> [Work request]: Would you return every line of the listing below that has "limit" in it?

> [Data records]:

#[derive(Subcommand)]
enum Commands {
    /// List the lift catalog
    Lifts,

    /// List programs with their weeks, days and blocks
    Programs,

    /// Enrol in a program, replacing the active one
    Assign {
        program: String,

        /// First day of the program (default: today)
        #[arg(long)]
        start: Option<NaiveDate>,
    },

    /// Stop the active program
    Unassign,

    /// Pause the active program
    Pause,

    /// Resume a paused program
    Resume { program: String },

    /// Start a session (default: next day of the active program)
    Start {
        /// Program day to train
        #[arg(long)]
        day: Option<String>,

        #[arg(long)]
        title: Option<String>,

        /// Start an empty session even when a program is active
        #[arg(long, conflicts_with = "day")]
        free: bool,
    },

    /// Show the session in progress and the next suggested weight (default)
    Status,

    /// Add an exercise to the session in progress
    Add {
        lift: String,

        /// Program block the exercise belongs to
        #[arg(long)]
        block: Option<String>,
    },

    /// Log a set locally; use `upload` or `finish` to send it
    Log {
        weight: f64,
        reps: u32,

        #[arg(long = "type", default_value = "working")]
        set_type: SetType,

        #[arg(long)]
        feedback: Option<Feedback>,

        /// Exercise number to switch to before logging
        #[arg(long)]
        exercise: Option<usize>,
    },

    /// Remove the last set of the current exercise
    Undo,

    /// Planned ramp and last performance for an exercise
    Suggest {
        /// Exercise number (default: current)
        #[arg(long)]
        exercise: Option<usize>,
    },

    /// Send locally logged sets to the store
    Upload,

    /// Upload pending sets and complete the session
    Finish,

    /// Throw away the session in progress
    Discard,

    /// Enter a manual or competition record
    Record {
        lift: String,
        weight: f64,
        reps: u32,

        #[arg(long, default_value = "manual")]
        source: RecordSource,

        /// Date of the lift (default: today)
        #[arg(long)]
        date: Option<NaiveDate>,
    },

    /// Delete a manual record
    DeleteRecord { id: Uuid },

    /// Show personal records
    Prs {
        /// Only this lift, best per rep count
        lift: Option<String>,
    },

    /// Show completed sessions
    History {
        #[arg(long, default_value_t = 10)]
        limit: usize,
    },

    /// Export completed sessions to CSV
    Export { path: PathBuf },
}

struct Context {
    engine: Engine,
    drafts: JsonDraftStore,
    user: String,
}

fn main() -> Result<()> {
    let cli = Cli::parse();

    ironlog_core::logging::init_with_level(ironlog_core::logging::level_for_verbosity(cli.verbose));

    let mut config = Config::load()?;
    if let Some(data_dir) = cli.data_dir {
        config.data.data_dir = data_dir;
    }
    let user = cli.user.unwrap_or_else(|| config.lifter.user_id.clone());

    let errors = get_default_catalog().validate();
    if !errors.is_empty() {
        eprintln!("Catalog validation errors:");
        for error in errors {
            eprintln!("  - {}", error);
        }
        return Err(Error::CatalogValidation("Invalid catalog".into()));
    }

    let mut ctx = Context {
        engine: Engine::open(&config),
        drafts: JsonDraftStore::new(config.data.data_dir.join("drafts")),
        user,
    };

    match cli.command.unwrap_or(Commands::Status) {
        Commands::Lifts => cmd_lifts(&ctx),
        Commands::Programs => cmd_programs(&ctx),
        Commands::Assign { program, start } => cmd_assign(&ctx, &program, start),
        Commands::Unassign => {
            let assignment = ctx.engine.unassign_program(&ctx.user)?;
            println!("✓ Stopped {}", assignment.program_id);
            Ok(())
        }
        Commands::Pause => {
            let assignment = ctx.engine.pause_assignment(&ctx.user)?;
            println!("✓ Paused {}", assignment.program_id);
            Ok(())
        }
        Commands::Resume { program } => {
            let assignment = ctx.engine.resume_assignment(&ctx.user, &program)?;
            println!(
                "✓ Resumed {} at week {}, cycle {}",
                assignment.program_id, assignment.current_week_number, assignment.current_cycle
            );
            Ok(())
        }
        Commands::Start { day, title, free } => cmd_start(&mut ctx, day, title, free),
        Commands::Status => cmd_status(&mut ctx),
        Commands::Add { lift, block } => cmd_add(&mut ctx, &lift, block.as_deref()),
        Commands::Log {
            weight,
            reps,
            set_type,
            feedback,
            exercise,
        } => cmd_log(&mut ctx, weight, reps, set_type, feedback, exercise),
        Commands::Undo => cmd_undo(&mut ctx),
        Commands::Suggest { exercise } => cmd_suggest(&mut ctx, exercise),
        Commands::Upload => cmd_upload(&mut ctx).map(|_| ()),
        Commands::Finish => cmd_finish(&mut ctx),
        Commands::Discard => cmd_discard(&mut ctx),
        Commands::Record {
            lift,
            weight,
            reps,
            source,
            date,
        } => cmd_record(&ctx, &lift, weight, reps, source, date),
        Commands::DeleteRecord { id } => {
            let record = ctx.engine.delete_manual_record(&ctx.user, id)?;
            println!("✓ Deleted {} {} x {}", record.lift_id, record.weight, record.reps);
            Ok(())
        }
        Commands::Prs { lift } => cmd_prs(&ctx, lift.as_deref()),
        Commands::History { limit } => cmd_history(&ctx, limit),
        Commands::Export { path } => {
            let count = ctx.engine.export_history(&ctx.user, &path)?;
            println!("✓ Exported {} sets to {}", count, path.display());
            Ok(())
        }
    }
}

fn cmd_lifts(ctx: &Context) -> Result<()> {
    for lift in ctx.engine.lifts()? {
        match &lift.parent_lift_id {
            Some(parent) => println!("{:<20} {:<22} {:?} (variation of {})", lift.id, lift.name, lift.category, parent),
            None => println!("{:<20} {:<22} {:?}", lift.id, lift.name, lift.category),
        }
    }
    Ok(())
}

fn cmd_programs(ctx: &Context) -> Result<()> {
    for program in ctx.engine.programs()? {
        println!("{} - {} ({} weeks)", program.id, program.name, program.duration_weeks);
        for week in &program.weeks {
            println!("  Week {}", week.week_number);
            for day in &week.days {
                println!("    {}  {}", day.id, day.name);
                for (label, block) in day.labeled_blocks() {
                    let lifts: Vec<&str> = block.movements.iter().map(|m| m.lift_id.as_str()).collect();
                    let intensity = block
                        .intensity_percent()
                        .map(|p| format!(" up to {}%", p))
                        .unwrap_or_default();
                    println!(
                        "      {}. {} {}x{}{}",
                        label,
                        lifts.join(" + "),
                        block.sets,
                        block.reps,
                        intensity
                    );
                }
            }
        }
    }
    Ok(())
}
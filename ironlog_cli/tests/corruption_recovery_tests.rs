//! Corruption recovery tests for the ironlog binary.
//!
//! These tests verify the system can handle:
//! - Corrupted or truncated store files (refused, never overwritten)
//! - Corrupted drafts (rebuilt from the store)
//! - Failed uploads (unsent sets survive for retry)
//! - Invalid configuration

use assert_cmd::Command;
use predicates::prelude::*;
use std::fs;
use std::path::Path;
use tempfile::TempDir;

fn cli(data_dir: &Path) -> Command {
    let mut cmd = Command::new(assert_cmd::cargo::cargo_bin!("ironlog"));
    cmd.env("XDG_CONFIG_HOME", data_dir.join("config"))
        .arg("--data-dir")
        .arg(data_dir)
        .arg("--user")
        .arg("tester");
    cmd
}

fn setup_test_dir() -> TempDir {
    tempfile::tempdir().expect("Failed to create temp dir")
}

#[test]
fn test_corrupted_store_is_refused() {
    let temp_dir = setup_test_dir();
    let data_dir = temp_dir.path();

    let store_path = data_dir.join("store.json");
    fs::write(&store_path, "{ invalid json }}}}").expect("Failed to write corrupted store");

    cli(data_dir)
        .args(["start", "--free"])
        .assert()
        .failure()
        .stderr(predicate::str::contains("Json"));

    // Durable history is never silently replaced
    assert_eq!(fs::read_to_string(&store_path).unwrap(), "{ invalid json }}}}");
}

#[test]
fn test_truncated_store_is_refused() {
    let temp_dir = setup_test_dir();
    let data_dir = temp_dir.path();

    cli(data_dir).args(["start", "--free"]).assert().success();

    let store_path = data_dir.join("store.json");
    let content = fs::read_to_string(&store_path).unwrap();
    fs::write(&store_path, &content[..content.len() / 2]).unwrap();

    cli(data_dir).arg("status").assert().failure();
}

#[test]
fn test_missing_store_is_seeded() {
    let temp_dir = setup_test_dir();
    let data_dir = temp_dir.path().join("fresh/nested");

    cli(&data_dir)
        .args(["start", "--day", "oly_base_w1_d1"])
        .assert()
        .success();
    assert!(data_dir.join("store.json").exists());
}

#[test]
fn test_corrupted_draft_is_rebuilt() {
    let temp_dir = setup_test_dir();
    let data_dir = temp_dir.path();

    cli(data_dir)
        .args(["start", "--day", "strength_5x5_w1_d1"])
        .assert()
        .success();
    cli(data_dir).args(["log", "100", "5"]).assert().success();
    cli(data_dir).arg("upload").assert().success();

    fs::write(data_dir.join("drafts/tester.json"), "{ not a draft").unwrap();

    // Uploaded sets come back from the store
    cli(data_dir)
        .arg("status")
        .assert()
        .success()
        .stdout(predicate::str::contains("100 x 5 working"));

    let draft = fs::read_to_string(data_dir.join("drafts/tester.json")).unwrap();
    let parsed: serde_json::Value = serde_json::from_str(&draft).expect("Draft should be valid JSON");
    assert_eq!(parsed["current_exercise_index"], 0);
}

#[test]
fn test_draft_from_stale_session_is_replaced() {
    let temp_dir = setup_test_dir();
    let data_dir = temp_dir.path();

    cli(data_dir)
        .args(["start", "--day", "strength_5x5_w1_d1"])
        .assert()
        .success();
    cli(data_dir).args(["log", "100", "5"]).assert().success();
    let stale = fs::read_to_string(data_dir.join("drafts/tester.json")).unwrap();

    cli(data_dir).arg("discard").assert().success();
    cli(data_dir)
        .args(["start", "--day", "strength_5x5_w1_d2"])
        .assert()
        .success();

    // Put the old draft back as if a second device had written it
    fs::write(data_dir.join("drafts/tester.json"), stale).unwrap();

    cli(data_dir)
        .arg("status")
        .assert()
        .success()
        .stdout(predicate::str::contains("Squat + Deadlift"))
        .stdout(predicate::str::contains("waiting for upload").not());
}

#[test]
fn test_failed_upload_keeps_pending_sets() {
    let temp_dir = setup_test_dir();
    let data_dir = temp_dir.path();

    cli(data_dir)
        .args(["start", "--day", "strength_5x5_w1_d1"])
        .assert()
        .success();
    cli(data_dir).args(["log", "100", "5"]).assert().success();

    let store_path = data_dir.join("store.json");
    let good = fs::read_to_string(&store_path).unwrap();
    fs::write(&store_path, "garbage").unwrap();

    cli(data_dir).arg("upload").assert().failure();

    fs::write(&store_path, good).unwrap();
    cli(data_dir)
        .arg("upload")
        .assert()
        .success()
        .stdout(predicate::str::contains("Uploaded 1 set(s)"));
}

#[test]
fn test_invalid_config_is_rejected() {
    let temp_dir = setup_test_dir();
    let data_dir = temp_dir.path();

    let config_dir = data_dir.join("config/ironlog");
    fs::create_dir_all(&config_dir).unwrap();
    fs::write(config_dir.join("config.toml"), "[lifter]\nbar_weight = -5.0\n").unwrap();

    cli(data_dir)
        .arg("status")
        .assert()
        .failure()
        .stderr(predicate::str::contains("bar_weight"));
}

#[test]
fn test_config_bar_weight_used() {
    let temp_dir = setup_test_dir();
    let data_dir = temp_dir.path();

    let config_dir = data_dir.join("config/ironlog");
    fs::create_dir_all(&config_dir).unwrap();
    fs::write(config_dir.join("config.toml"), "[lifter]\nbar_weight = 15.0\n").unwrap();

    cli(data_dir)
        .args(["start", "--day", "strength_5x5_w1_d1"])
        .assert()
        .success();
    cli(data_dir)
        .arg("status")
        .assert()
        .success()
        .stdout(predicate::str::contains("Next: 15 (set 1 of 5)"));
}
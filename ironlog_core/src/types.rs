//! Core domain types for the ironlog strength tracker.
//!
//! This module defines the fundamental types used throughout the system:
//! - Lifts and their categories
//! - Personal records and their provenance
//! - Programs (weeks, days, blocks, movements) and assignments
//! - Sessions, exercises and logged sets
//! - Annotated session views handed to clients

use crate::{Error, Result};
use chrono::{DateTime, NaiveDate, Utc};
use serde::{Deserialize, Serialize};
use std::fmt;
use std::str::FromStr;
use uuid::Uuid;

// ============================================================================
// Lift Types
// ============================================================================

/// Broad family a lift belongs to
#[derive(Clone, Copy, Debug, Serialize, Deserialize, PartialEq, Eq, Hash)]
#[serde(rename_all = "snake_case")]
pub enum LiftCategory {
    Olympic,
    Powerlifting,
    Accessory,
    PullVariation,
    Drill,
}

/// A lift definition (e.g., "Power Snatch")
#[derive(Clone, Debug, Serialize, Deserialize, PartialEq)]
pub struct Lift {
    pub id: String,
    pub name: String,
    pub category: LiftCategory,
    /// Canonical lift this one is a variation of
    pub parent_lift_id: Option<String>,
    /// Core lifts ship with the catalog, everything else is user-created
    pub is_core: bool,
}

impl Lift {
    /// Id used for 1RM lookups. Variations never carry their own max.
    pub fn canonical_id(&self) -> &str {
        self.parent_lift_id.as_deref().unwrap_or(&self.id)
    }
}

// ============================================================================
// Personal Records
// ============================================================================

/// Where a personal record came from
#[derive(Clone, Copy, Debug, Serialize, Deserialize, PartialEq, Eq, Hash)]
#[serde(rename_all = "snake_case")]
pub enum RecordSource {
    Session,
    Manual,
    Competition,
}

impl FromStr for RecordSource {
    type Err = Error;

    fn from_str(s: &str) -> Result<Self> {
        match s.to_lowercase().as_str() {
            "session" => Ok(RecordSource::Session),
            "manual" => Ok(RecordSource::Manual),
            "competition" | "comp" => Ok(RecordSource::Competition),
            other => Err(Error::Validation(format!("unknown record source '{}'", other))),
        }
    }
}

> [Answer box]:
        limit: usize,
        Commands::History { limit } => cmd_history(&ctx, limit),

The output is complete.